• **Prompt**:
Once the line containing "routers and APIs." is found in the entries below, reproduce it and every line after it, stopping at and including the line containing "#[derive(Debug, Clone, PartialEq, Eq, Error)]"; reproduce nothing else, and keep each line exact.

*** Given data ***

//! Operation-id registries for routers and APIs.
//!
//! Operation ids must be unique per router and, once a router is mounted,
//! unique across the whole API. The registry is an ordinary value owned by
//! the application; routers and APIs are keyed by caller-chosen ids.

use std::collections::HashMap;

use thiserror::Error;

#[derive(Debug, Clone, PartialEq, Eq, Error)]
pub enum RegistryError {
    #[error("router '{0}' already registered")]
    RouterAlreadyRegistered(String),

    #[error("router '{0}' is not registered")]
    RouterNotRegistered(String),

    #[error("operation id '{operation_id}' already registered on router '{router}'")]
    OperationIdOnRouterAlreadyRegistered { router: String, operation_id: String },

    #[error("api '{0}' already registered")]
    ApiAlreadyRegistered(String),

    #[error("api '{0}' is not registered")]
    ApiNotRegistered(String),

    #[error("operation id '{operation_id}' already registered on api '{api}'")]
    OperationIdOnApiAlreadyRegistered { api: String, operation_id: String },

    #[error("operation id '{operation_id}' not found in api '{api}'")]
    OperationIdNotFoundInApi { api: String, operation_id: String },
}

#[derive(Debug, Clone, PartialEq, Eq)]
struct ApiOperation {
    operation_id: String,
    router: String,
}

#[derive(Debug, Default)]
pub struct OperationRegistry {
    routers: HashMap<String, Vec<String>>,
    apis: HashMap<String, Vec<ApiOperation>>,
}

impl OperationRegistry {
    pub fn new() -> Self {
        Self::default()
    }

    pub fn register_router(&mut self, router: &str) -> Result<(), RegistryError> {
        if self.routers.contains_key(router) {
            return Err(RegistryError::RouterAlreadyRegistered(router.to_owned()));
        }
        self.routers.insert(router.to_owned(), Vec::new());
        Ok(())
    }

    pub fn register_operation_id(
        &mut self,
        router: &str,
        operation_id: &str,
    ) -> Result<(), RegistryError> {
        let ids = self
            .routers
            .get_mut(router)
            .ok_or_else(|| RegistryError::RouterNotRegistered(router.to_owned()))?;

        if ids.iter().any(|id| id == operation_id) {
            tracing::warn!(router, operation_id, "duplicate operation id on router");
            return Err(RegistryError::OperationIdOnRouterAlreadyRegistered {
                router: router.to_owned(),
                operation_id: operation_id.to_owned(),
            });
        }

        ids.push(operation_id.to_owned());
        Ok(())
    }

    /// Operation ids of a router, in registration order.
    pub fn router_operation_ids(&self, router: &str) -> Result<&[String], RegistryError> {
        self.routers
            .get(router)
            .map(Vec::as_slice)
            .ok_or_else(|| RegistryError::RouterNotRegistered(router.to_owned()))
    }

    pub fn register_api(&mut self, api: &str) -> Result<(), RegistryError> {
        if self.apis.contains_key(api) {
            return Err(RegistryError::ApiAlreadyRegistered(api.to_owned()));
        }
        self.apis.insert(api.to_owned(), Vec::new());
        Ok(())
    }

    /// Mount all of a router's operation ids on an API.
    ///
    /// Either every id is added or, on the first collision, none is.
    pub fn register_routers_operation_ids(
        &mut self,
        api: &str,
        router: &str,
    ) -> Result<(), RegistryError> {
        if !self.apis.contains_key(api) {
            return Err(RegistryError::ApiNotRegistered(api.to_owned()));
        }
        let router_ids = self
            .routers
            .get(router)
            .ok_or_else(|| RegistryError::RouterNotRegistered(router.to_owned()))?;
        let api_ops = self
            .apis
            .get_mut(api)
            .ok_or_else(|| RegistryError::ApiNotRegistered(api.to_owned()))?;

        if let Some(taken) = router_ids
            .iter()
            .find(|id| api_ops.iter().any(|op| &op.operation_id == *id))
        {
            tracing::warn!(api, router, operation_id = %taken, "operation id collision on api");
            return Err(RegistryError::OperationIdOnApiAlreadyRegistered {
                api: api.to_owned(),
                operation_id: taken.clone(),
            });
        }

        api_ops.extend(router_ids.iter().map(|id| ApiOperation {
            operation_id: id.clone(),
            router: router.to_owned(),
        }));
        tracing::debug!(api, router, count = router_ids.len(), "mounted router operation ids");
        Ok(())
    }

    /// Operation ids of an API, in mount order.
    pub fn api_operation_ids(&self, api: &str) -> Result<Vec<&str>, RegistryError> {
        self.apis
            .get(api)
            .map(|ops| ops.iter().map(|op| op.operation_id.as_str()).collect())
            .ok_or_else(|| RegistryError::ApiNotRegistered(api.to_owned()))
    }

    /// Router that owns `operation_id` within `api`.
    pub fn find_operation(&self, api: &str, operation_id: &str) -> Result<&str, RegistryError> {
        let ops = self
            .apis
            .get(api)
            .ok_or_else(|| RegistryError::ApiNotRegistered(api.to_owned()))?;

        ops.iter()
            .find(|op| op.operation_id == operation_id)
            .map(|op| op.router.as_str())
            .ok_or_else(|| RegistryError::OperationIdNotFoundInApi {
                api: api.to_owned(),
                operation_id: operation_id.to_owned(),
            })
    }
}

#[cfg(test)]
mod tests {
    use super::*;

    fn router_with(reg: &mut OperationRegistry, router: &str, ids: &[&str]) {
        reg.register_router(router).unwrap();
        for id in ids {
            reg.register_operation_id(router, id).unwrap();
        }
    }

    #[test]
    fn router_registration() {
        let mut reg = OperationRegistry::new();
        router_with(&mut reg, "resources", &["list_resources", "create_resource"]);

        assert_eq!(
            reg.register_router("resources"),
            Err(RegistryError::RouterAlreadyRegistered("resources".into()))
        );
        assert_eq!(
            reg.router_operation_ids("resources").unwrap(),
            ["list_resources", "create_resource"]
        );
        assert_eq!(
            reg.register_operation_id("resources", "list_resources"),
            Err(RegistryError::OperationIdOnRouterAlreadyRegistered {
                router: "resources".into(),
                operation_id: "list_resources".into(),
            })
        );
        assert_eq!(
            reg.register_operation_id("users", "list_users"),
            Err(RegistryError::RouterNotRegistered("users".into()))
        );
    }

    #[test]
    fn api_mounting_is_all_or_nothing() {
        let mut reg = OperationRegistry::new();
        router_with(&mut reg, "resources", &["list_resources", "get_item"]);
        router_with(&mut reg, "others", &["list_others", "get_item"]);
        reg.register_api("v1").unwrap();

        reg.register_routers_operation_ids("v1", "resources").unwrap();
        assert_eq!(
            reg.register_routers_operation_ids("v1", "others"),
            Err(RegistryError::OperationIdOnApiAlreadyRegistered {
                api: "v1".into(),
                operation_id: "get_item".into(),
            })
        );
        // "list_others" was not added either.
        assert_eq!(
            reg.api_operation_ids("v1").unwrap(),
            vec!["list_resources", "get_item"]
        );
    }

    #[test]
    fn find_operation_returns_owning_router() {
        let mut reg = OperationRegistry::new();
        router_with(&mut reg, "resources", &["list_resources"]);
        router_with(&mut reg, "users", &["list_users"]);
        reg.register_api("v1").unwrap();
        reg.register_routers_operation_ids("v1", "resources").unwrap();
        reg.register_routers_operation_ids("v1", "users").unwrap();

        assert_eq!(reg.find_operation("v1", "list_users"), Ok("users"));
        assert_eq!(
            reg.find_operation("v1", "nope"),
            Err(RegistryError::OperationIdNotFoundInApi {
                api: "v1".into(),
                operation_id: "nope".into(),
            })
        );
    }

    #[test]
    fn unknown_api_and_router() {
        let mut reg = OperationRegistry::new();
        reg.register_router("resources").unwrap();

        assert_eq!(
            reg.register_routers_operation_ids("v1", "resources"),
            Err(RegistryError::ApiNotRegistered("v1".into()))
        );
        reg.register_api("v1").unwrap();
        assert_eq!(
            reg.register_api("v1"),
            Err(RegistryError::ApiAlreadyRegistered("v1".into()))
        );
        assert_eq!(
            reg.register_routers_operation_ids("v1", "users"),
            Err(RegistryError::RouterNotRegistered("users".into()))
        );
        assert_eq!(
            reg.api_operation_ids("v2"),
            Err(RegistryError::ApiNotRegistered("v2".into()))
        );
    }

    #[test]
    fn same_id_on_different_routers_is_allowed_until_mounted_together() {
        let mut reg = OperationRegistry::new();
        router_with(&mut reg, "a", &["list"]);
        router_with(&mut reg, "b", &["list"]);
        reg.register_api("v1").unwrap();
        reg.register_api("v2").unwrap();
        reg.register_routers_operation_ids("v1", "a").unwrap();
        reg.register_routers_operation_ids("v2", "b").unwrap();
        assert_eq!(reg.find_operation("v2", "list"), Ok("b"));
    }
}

***
*** Given data ***

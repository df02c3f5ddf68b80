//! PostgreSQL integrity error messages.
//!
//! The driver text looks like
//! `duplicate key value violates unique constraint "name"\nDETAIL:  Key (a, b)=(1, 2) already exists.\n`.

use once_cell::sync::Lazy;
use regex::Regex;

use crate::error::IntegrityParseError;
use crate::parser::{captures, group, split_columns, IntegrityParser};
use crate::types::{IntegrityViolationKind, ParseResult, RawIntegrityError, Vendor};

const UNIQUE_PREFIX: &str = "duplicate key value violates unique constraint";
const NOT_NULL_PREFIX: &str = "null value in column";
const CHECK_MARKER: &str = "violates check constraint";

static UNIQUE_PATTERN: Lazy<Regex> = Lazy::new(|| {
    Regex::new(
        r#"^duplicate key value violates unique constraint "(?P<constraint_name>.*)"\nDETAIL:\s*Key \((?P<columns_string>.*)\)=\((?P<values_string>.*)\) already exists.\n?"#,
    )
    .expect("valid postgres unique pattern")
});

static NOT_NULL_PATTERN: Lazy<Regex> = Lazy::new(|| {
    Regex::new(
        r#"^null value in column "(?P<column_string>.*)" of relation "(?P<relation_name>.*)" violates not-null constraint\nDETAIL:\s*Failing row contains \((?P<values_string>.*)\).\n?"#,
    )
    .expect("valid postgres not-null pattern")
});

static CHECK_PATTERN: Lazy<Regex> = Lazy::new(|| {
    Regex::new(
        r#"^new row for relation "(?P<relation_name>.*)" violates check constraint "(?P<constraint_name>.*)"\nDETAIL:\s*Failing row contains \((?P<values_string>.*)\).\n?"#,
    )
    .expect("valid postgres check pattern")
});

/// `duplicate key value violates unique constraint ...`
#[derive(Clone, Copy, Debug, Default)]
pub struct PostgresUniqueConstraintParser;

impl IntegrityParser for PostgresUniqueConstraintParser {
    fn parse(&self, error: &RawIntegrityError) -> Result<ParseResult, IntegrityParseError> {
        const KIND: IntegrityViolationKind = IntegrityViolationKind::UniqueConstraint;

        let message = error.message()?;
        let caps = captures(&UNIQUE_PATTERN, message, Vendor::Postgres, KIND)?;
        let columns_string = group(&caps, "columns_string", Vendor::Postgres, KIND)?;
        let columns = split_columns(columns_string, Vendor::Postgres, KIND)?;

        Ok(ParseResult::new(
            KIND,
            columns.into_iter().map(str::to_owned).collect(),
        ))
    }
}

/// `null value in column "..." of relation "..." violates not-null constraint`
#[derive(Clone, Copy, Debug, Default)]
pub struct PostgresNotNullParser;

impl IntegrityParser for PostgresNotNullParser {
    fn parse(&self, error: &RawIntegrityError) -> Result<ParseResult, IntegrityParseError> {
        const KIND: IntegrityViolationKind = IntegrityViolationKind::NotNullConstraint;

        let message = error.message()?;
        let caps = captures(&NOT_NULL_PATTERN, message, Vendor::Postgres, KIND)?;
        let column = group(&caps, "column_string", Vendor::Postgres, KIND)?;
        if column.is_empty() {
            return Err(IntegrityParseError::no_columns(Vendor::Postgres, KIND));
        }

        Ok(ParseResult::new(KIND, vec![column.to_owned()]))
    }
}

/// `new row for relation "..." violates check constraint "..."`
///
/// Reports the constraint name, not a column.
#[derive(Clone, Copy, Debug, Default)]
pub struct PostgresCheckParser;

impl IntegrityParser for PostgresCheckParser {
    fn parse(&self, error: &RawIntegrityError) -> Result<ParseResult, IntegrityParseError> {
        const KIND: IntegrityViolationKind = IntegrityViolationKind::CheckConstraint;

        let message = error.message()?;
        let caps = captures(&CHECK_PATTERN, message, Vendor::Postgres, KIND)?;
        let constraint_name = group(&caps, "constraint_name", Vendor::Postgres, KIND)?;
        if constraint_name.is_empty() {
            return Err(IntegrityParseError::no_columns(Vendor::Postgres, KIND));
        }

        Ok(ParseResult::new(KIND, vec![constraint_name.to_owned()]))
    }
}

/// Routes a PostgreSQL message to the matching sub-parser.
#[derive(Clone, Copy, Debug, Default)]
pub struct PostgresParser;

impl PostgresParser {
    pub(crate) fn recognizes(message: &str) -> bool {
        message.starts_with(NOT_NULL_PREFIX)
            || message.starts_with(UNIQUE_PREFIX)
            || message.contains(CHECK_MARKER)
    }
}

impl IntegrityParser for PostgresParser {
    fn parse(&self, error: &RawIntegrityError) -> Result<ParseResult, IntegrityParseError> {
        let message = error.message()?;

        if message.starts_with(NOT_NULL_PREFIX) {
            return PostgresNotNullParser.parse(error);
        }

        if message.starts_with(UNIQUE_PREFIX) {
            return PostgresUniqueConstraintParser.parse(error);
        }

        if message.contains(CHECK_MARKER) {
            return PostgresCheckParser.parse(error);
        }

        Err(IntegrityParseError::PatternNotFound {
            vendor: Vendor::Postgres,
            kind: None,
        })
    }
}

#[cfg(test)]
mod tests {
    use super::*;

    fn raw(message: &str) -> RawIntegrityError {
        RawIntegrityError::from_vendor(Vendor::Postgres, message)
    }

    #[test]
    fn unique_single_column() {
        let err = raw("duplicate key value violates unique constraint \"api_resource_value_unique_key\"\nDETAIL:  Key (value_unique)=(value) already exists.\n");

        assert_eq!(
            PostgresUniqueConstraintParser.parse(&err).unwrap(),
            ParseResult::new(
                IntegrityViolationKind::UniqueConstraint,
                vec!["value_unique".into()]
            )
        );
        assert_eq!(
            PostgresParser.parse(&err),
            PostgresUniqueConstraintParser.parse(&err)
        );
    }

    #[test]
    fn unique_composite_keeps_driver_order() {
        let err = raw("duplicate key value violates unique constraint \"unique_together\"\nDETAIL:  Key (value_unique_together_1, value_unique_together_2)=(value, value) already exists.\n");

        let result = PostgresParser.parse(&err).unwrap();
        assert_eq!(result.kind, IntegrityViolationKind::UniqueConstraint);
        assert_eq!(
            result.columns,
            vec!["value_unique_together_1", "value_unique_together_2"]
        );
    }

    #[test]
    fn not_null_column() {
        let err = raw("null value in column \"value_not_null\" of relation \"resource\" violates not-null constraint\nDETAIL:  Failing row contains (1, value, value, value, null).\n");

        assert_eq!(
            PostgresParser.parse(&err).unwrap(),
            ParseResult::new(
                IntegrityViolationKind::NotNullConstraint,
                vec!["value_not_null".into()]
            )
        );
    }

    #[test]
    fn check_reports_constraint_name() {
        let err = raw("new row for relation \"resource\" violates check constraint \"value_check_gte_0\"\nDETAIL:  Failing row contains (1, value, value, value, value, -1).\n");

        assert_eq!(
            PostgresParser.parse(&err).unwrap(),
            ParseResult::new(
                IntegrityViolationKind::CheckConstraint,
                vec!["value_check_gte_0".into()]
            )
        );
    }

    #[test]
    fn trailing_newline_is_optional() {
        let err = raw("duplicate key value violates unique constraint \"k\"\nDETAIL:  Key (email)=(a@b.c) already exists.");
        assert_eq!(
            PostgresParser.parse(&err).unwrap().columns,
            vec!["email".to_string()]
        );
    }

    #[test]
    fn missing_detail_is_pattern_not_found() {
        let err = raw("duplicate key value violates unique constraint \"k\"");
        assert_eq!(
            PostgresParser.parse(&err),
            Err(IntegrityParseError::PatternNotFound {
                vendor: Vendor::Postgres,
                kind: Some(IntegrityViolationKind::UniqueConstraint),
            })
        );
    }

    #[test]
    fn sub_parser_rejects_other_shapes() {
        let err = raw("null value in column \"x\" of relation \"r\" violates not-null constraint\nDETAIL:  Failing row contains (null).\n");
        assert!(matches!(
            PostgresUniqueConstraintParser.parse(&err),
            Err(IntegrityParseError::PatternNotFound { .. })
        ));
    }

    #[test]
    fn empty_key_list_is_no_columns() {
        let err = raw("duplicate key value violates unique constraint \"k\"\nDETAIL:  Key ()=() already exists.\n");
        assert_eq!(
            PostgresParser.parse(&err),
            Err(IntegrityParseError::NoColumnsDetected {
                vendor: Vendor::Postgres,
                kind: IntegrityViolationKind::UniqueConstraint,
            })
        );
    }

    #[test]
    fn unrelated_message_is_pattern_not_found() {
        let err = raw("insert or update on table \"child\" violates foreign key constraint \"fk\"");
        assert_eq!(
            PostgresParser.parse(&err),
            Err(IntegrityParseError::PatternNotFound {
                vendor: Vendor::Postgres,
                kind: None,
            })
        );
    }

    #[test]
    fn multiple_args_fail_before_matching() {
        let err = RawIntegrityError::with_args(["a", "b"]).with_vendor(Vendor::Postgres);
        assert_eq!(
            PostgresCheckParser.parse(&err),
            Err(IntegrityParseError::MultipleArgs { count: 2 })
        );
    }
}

***

• **Task response**:
//! Operation-id registries for routers and APIs.
//!
//! Operation ids must be unique per router and, once a router is mounted,
//! unique across the whole API. The registry is an ordinary value owned by
//! the application; routers and APIs are keyed by caller-chosen ids.

use std::collections::HashMap;

use thiserror::Error;

#[derive(Debug, Clone, PartialEq, Eq, Error)]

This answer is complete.